La totalidad en sus partes. La contemplación misma del universo creativo que concierne la mirada unívoca, precisa, y matizada sin embargo por las distintas maneras de abordar la obra creativa. Son cuatro y se llaman tres, otra manera del abordaje cuyo talento se desborda entre perfiles finísimos de pintura asociativa: Kraser, Poli124, Firebirth y Sealtres acometen sin contemplaciones las series que constituyen buena parte de su quehacer pictórico. El graffiti como elemento nutritivo en el campo, siempre difícil, de la experimentación artística. Lienzos, también la calle es un enorme lienzo por donde discurre no sólo la vida, esculturas y muros, reciben el impacto de una mirada con fuerte carga irónica, con acentos transgresores de la realidad imperativa.

Los cuatro, que son los tres, en la práctica del rigor como método de trabajo, muy principal, elaboran propuestas concernidas por la cadencia sincrética. Todos laboran remando en una misma dirección, y en las velas del palo mayor el viento que facilita la travesía. Entendemos las propuestas porque se avienen en estilos que habitan un mismo lenguaje: la pasión por el espacio común. La calle como encuentro de las pluralidades. La cultura entendida como la coparticipación de los diferentes elementos que la conforman. Los colores que se funden en universos de discurso cromático, tan próximos al lenguaje no sólo icónico, también verbal. Porque de verbos, de palabras a veces desmayadas y retorcidas, emerge con singular destreza la vertiente plástica que la escritura comporta. Toda una realidad vive sutilmente difuminada por la mano maestra de una suerte de concretismo poético, cuyo valor esencial opera junto a la grafía. Y eso, entre otras muchas cosas ya conocidas, es el operativo graffitero.



Fragmentos. La mirada calidoscópica que advierte la esencia de las cosas. Así, a pequeños momentos de vida vivida, a saltos de esperanza que conmueve el orden justo de los elementos. Pero en la mirada toda de los cuatro, aunque se llamen tres, o en el mirador de las retinas, se atisba una luz que ilumina, con mucha generosidad, la universalidad de la compartición artística. Y no sólo artística, también la humanidad, el humanismo creativo y el taller de la pluralidad convergente, aportan razones esenciales para la vida que quiere ser testimonio de cuanto acontece. Incluso en los sueños o en la virtualidad simbólica de la propuesta estética.

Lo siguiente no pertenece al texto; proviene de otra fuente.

// File: storefront-dal/src/validation/constraint.rs
// Purpose: Constraint specifications understood by the constraint engine

use serde_json::Value;
use std::fmt;

/// Violation codes, stable across releases
pub mod codes {
    pub const IS_NULL_ERROR: &str = "ad32d13f-c3d4-423b-909a-857b961eb720";
    pub const IS_BLANK_ERROR: &str = "c1051bb4-d103-4f74-8988-acbcafc7fdc3";
    pub const INVALID_TYPE_ERROR: &str = "ba785a8c-82cb-4283-967c-3cf342181b40";
    pub const TOO_SHORT_ERROR: &str = "9ff3fdc4-b214-49db-8718-39c315e33d45";
    pub const TOO_LONG_ERROR: &str = "d94b19cc-114f-4f44-9cc4-4138e80a87b9";
    pub const TOO_LOW_ERROR: &str = "76454e69-502c-46c5-9643-f447d837c4d5";
    pub const TOO_HIGH_ERROR: &str = "2d28afcb-e32e-45fb-a815-01c431a86a69";
    pub const NOT_IN_RANGE_ERROR: &str = "04b91c99-a946-4221-afc5-e65ebac401eb";
    pub const INVALID_NUMBER_ERROR: &str = "ad9a9798-7a99-4df7-8ce9-46e416a1e60b";
    pub const INVALID_UUID_ERROR: &str = "51120b12-a2bc-41bf-aa53-cd73daf330d0";
    pub const REGEX_FAILED_ERROR: &str = "de1e3db3-5ed4-4941-aae4-59f3667cc3a3";
    pub const NO_SUCH_CHOICE_ERROR: &str = "8e179f1b-97aa-4560-a02f-2a8b42e49df7";
    pub const INVALID_DATE_TIME_ERROR: &str = "69819696-02ac-4a99-9ff0-14e127c4d1bc";
}

/// JSON type expected by [`Constraint::Type`]
#[derive(Debug, Clone, Copy, PartialEq, Eq)]
pub enum ValueType {
    String,
    Int,
    Float,
    Bool,
    Array,
    Object,
}

impl ValueType {
    pub fn matches(&self, value: &Value) -> bool {
        match self {
            ValueType::String => value.is_string(),
            ValueType::Int => value.is_i64() || value.is_u64(),
            ValueType::Float => value.is_number(),
            ValueType::Bool => value.is_boolean(),
            ValueType::Array => value.is_array(),
            ValueType::Object => value.is_object(),
        }
    }

    pub fn as_str(&self) -> &'static str {
        match self {
            ValueType::String => "string",
            ValueType::Int => "int",
            ValueType::Float => "float",
            ValueType::Bool => "bool",
            ValueType::Array => "array",
            ValueType::Object => "object",
        }
    }
}

/// A rule a value can be checked against
#[derive(Debug, Clone, PartialEq)]
pub enum Constraint {
    NotNull,
    NotBlank { allow_null: bool },
    Type(ValueType),
    /// Bounds on the character count of a string
    Length {
        min: Option<usize>,
        max: Option<usize>,
    },
    Range {
        min: Option<f64>,
        max: Option<f64>,
    },
    Uuid,
    Regex { pattern: String },
    Choice(Vec<Value>),
    /// RFC 3339 timestamp string
    DateTime,
}

impl Constraint {
    pub fn not_blank() -> Self {
        Constraint::NotBlank { allow_null: false }
    }

    pub fn max_length(max: usize) -> Self {
        Constraint::Length {
            min: None,
            max: Some(max),
        }
    }

    pub fn regex(pattern: impl Into<String>) -> Self {
        Constraint::Regex {
            pattern: pattern.into(),
        }
    }

    /// Short name used in logs and error metadata
    pub fn name(&self) -> &'static str {
        match self {
            Constraint::NotNull => "NotNull",
            Constraint::NotBlank { .. } => "NotBlank",
            Constraint::Type(_) => "Type",
            Constraint::Length { .. } => "Length",
            Constraint::Range { .. } => "Range",
            Constraint::Uuid => "Uuid",
            Constraint::Regex { .. } => "Regex",
            Constraint::Choice(_) => "Choice",
            Constraint::DateTime => "DateTime",
        }
    }
}

impl fmt::Display for Constraint {
    fn fmt(&self, f: &mut fmt::Formatter<'_>) -> fmt::Result {
        f.write_str(self.name())
    }
}
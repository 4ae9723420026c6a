// File: storefront-dal/src/search/result.rs
// Purpose: Search results

use crate::entity::Entity;

/// One page of matching entities
#[derive(Debug, Clone, PartialEq)]
pub struct EntitySearchResult {
    pub entity: String,
    /// Matches before pagination (page size when counting is off)
    pub total: usize,
    pub page: usize,
    pub limit: Option<usize>,
    pub elements: Vec<Entity>,
}

impl EntitySearchResult {
    pub fn len(&self) -> usize {
        self.elements.len()
    }

    pub fn is_empty(&self) -> bool {
        self.elements.is_empty()
    }

    pub fn first(&self) -> Option<&Entity> {
        self.elements.first()
    }

    pub fn last(&self) -> Option<&Entity> {
        self.elements.last()
    }

    pub fn ids(&self) -> Vec<&str> {
        self.elements.iter().map(Entity::id).collect()
    }

    pub fn get(&self, id: &str) -> Option<&Entity> {
        self.elements.iter().find(|e| e.id() == id)
    }
}

/// Ids-only variant of [`EntitySearchResult`]
#[derive(Debug, Clone, PartialEq, Eq)]
pub struct IdSearchResult {
    pub total: usize,
    pub ids: Vec<String>,
}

El gusano recorre las entrañas de la gran ciudad, mostrando en la carcasa de su cuerpo brillante, en los metales relucientes de su costillar, el atrevimiento de unos estetas en atropellado coraje demostrativo. Pero los cuatro, aunque se llamen tres, rasgan los muros, tejen los lienzos, pulen las formas, arrastran rostros y grafías, construyen universos con colores y sombras, abrazando siempre los volúmenes de una fantasía nueva. Y todo es para compartirlo con nosotros, con los demás. Nada más y nada menos. Desde mi admiración por su trabajo reconozco mi gratitud hacia todos ellos. ¡Qué suerte tenerlos tan próximos!